**Material for the task**

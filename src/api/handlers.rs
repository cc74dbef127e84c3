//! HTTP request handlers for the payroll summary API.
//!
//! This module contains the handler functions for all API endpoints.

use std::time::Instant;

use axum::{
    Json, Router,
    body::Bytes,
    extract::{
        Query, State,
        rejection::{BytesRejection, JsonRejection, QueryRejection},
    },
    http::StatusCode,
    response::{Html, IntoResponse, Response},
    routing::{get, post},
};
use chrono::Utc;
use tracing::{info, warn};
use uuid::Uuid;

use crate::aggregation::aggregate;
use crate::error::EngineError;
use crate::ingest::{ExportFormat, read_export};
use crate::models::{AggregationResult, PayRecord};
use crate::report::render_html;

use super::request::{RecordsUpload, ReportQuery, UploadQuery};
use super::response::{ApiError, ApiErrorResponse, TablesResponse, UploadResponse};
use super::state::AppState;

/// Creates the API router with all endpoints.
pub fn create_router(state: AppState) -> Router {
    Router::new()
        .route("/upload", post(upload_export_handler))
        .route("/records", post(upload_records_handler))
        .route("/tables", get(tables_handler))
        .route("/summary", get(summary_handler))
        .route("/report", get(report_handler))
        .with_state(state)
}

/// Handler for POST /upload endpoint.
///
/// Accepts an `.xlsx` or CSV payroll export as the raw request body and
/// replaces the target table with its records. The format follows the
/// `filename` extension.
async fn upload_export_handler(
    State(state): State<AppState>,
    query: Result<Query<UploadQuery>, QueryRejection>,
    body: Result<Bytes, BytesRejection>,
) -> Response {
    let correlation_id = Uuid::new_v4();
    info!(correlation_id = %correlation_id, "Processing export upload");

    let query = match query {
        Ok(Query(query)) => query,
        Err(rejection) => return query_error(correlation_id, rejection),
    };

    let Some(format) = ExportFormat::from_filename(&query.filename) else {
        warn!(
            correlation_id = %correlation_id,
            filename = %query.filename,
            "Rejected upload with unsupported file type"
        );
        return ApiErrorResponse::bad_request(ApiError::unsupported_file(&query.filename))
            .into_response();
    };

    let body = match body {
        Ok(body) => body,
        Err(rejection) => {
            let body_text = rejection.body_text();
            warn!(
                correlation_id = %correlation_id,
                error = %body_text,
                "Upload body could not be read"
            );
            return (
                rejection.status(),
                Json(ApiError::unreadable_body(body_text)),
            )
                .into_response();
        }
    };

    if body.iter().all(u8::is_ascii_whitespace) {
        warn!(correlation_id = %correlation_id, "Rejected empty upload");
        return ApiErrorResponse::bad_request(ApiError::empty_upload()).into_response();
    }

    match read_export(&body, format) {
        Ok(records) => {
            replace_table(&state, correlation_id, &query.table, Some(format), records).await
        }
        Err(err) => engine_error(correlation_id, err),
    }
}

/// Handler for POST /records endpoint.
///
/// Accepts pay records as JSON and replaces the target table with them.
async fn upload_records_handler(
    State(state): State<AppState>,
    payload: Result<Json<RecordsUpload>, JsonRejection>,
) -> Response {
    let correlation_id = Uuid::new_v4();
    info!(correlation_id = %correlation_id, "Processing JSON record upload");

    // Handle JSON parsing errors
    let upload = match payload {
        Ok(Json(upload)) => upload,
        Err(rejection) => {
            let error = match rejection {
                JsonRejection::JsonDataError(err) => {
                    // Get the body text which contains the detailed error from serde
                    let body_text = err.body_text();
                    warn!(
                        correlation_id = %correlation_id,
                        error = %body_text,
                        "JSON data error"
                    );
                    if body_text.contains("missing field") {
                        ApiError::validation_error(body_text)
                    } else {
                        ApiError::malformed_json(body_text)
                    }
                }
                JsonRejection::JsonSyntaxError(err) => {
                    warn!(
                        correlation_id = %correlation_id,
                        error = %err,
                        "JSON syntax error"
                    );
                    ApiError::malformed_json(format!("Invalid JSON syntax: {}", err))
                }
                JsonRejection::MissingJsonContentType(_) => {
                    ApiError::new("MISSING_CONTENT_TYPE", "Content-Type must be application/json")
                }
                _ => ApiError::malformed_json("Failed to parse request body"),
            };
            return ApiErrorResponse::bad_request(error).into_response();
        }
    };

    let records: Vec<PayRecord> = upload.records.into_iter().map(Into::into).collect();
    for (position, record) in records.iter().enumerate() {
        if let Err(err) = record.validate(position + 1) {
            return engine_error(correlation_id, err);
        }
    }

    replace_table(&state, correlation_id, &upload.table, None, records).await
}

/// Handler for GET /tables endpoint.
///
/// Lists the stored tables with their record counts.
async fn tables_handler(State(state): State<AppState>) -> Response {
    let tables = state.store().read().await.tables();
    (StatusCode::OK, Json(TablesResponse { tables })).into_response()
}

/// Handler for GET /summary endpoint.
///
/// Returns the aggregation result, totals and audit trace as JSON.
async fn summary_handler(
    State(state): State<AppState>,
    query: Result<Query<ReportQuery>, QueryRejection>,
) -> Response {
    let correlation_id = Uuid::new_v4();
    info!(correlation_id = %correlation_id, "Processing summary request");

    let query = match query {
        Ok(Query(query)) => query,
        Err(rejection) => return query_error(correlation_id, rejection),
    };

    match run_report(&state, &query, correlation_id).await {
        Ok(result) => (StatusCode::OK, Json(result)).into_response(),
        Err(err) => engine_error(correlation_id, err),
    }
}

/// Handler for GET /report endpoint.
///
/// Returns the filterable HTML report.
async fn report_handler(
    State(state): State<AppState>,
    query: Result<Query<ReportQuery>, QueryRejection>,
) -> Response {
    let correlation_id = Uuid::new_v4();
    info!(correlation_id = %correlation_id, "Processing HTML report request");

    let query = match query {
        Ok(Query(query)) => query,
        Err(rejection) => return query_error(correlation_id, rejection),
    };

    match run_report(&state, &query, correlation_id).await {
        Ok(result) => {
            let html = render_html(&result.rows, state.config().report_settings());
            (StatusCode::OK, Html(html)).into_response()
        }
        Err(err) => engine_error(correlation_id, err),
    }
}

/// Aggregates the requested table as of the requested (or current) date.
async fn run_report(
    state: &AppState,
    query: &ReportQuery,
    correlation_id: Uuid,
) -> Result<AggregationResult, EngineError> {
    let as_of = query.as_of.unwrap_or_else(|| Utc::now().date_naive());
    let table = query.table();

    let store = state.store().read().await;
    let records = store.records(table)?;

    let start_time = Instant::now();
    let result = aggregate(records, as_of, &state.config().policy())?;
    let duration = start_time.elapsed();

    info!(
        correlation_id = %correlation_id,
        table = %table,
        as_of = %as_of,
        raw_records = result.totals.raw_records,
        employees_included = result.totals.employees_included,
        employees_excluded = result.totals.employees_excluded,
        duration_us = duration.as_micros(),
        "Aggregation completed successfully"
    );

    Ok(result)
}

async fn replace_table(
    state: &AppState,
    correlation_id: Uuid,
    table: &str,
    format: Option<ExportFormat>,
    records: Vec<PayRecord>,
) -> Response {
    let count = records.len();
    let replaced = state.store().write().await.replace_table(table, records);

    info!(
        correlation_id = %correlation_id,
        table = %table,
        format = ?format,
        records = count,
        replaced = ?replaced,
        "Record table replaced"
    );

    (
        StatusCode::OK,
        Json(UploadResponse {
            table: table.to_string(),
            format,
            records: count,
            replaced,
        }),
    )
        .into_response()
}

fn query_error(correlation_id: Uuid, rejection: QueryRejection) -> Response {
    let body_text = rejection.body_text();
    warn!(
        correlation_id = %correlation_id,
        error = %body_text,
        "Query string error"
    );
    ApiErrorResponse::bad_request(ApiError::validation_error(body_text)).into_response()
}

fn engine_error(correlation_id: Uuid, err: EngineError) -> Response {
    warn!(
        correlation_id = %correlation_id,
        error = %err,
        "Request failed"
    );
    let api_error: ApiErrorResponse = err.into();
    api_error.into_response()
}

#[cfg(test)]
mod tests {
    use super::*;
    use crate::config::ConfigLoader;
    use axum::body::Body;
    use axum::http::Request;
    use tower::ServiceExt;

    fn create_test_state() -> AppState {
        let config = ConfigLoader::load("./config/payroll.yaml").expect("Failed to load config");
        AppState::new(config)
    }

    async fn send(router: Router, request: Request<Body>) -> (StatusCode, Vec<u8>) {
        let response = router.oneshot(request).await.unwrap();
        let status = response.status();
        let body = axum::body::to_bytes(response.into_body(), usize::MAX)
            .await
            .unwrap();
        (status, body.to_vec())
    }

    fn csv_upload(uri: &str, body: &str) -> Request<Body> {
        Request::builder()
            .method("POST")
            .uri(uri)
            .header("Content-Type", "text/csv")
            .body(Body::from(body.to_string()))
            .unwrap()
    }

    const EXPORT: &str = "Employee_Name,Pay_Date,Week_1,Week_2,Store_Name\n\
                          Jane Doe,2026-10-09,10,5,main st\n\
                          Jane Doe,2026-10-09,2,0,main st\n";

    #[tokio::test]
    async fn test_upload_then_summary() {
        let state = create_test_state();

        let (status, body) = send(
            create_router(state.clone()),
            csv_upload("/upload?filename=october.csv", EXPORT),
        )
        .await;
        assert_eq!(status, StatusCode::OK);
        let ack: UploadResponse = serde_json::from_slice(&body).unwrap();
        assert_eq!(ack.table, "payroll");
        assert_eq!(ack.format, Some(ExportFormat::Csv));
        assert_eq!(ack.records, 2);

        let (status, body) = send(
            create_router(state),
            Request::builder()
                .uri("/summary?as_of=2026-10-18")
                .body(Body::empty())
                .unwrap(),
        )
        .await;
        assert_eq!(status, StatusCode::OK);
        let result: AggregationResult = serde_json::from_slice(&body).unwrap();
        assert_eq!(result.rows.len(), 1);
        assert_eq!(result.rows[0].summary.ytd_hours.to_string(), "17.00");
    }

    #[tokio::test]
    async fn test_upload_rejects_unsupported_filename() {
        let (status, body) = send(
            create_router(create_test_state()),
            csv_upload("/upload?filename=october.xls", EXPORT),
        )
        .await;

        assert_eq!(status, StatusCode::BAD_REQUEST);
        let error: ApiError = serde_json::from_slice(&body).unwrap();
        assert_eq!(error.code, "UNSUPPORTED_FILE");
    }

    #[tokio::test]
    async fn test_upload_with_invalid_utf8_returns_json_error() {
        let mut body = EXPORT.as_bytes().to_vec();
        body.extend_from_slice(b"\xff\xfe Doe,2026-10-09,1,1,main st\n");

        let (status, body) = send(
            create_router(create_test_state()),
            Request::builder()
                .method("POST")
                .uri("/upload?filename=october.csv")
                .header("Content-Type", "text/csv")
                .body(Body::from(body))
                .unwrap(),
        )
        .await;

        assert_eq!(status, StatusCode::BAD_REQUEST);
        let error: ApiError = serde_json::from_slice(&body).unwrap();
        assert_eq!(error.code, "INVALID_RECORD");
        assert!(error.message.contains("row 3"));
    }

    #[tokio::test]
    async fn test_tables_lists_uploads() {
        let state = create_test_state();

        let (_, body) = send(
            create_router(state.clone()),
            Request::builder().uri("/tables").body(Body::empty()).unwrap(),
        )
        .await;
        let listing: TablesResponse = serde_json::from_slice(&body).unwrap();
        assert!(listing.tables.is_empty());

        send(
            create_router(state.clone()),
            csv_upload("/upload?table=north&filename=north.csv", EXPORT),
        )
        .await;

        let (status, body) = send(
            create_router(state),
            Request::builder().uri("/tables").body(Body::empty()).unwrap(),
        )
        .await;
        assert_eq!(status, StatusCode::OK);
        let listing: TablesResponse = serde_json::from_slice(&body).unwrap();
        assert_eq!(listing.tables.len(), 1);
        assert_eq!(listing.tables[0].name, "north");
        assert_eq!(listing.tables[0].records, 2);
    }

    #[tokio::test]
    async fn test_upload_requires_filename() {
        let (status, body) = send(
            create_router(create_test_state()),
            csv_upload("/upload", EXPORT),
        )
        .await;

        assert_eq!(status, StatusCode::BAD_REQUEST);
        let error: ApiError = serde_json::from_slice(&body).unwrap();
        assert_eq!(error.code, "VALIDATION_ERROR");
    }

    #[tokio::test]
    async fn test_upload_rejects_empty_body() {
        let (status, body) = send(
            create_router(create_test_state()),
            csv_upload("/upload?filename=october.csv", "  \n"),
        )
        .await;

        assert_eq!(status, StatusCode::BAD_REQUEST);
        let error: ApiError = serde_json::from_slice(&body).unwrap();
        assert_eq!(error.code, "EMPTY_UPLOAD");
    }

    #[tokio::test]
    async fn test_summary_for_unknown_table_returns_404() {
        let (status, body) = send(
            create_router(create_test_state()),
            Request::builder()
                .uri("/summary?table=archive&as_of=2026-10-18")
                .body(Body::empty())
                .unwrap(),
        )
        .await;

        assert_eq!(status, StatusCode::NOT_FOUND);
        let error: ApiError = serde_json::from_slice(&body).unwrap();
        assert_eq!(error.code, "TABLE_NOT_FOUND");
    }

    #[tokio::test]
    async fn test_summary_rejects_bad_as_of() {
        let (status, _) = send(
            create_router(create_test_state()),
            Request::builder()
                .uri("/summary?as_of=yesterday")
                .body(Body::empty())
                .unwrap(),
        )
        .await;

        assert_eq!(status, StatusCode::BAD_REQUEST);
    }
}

* * *

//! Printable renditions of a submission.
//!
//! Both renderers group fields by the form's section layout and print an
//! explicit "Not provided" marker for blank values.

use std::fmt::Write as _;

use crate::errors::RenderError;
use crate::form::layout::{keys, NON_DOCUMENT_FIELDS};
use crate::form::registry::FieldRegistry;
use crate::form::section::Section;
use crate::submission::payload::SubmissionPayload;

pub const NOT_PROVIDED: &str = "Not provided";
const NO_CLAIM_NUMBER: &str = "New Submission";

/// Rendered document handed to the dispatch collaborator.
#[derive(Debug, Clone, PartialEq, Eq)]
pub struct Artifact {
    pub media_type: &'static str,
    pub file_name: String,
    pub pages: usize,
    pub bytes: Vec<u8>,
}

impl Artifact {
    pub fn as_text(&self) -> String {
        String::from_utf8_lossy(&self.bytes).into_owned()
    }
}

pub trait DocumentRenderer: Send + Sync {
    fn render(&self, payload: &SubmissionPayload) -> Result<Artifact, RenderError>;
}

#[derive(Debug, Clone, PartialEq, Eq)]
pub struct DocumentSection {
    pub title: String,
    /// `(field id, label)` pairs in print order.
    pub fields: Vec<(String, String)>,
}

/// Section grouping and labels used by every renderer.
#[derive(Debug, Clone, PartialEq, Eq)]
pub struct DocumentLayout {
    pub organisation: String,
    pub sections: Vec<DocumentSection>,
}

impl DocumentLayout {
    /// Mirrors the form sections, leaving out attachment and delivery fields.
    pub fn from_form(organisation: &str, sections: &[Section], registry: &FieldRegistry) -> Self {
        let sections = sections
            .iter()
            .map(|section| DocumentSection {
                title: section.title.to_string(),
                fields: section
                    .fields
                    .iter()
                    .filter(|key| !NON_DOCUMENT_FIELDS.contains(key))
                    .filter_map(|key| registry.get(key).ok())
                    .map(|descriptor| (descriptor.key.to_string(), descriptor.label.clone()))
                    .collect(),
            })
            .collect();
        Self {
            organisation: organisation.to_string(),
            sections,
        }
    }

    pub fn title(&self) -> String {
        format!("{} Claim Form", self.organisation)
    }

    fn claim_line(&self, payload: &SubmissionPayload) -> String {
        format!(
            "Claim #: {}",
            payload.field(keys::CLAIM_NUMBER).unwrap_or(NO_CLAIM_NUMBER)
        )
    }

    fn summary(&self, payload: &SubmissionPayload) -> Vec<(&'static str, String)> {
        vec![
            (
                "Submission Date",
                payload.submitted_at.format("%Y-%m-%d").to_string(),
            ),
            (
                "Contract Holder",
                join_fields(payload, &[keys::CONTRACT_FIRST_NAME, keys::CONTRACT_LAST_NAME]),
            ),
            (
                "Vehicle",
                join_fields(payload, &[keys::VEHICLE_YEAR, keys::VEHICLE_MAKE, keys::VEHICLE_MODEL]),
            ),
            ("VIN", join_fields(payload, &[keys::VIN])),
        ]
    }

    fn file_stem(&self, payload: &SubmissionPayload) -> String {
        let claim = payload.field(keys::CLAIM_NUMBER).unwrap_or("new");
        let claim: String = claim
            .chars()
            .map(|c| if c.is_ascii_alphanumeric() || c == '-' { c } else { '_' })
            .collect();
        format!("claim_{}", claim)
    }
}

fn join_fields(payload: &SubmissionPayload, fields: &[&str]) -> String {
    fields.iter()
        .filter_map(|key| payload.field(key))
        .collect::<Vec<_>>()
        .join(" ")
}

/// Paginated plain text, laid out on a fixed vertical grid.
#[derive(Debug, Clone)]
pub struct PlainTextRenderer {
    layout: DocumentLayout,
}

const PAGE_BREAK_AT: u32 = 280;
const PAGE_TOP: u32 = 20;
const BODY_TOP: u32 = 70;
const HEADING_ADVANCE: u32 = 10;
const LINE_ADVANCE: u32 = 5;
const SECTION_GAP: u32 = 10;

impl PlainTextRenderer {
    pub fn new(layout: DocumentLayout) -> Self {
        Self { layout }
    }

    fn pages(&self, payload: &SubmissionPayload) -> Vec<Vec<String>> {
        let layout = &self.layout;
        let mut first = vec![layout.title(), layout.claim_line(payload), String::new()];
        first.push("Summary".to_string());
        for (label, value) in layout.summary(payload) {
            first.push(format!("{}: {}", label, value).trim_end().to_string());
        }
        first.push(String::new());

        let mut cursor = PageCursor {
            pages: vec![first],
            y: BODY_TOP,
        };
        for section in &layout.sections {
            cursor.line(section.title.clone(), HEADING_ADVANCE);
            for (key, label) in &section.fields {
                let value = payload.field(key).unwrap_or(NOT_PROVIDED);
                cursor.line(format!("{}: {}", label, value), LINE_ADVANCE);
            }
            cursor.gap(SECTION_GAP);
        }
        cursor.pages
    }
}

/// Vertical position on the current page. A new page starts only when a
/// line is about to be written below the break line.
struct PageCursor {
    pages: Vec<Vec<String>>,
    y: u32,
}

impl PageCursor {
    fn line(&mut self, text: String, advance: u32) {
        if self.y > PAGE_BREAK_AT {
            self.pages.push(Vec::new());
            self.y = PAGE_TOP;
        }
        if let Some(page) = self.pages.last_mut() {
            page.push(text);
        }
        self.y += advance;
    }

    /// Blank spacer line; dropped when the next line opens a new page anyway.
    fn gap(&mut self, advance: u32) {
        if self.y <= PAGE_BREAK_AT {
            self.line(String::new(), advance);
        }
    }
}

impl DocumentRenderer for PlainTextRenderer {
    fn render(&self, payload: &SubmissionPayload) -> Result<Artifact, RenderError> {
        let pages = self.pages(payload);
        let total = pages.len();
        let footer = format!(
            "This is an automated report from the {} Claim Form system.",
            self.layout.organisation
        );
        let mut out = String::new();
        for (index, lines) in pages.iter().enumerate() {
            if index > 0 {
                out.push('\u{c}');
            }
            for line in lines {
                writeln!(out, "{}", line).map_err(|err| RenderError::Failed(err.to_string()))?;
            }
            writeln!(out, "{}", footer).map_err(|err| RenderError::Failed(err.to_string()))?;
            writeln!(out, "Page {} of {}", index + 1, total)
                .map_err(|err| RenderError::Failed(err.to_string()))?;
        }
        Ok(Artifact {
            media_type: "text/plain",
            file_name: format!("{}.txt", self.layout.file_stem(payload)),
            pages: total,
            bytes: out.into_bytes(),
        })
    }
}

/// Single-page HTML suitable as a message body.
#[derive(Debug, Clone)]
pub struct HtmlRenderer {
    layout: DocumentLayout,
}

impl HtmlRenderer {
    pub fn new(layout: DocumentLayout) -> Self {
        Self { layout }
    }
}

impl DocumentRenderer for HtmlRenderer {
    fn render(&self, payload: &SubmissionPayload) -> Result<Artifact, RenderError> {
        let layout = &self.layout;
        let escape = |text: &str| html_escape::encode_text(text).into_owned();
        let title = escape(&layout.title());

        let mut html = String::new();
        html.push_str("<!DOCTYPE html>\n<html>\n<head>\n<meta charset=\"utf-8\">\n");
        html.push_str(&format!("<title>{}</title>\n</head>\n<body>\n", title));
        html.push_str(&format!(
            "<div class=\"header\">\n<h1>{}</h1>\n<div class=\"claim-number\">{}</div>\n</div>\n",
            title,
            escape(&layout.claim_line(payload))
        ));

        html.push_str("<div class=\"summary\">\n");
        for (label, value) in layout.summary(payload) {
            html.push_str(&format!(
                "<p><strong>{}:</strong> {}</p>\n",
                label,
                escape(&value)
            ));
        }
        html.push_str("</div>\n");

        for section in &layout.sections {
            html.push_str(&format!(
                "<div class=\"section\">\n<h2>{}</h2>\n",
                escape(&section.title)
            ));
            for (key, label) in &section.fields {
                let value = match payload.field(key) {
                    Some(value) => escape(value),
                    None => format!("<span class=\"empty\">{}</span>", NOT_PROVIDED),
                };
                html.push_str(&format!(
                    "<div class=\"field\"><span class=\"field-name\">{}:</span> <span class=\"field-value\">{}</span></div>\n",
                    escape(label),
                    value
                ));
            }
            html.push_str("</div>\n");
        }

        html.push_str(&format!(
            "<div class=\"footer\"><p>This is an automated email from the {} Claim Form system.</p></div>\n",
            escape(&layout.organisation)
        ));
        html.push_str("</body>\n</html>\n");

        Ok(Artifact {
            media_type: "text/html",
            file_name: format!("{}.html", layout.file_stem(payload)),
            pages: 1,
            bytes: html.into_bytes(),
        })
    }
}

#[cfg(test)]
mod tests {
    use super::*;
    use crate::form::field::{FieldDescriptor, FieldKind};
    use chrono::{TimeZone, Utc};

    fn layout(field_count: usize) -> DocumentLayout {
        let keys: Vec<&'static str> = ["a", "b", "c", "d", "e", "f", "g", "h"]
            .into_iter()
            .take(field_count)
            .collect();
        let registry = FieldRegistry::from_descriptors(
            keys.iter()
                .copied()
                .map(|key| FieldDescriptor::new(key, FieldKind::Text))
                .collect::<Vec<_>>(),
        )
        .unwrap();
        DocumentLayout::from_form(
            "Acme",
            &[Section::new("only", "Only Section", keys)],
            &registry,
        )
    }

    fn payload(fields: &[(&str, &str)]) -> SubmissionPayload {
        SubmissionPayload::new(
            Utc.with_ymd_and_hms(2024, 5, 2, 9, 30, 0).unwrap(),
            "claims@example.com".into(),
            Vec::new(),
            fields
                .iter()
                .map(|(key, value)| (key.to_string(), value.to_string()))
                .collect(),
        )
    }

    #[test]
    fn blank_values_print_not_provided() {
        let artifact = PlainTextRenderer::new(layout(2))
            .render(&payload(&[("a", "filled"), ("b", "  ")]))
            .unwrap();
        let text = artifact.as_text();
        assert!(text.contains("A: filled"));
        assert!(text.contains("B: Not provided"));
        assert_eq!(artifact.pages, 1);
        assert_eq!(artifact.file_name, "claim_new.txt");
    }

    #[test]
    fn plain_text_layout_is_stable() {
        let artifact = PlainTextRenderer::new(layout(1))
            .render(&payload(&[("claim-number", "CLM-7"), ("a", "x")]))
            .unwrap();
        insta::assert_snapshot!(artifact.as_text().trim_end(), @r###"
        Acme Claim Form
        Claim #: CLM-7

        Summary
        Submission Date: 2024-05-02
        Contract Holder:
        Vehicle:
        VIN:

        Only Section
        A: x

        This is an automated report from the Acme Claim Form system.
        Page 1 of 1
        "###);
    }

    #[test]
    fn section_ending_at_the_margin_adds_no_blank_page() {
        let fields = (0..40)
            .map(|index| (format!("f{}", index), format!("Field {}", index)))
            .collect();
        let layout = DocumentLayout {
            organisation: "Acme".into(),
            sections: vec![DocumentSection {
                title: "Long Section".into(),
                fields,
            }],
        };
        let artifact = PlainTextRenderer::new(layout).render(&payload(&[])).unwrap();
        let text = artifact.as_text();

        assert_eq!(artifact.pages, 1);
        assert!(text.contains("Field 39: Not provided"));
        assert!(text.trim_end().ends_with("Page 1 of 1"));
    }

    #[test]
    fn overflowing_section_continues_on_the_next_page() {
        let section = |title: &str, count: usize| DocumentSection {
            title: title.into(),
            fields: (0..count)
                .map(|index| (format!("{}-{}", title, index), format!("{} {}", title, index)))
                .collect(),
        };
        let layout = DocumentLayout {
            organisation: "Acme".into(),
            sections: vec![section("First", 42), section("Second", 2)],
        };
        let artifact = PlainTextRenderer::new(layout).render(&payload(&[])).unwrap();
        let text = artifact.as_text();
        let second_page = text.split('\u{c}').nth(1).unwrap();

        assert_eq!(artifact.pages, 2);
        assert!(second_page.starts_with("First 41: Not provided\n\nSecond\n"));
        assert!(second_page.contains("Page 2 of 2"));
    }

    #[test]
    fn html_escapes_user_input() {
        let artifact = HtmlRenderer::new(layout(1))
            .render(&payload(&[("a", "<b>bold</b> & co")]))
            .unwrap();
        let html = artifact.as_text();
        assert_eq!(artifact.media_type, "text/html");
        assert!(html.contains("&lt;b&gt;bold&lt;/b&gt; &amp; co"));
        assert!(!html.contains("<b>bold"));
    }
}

**Work to be completed**
Scan the entries for lines holding the string "north", then copy every one of them.

**Answer for the task**
            csv_upload("/upload?table=north&filename=north.csv", EXPORT),
        assert_eq!(listing.tables[0].name, "north");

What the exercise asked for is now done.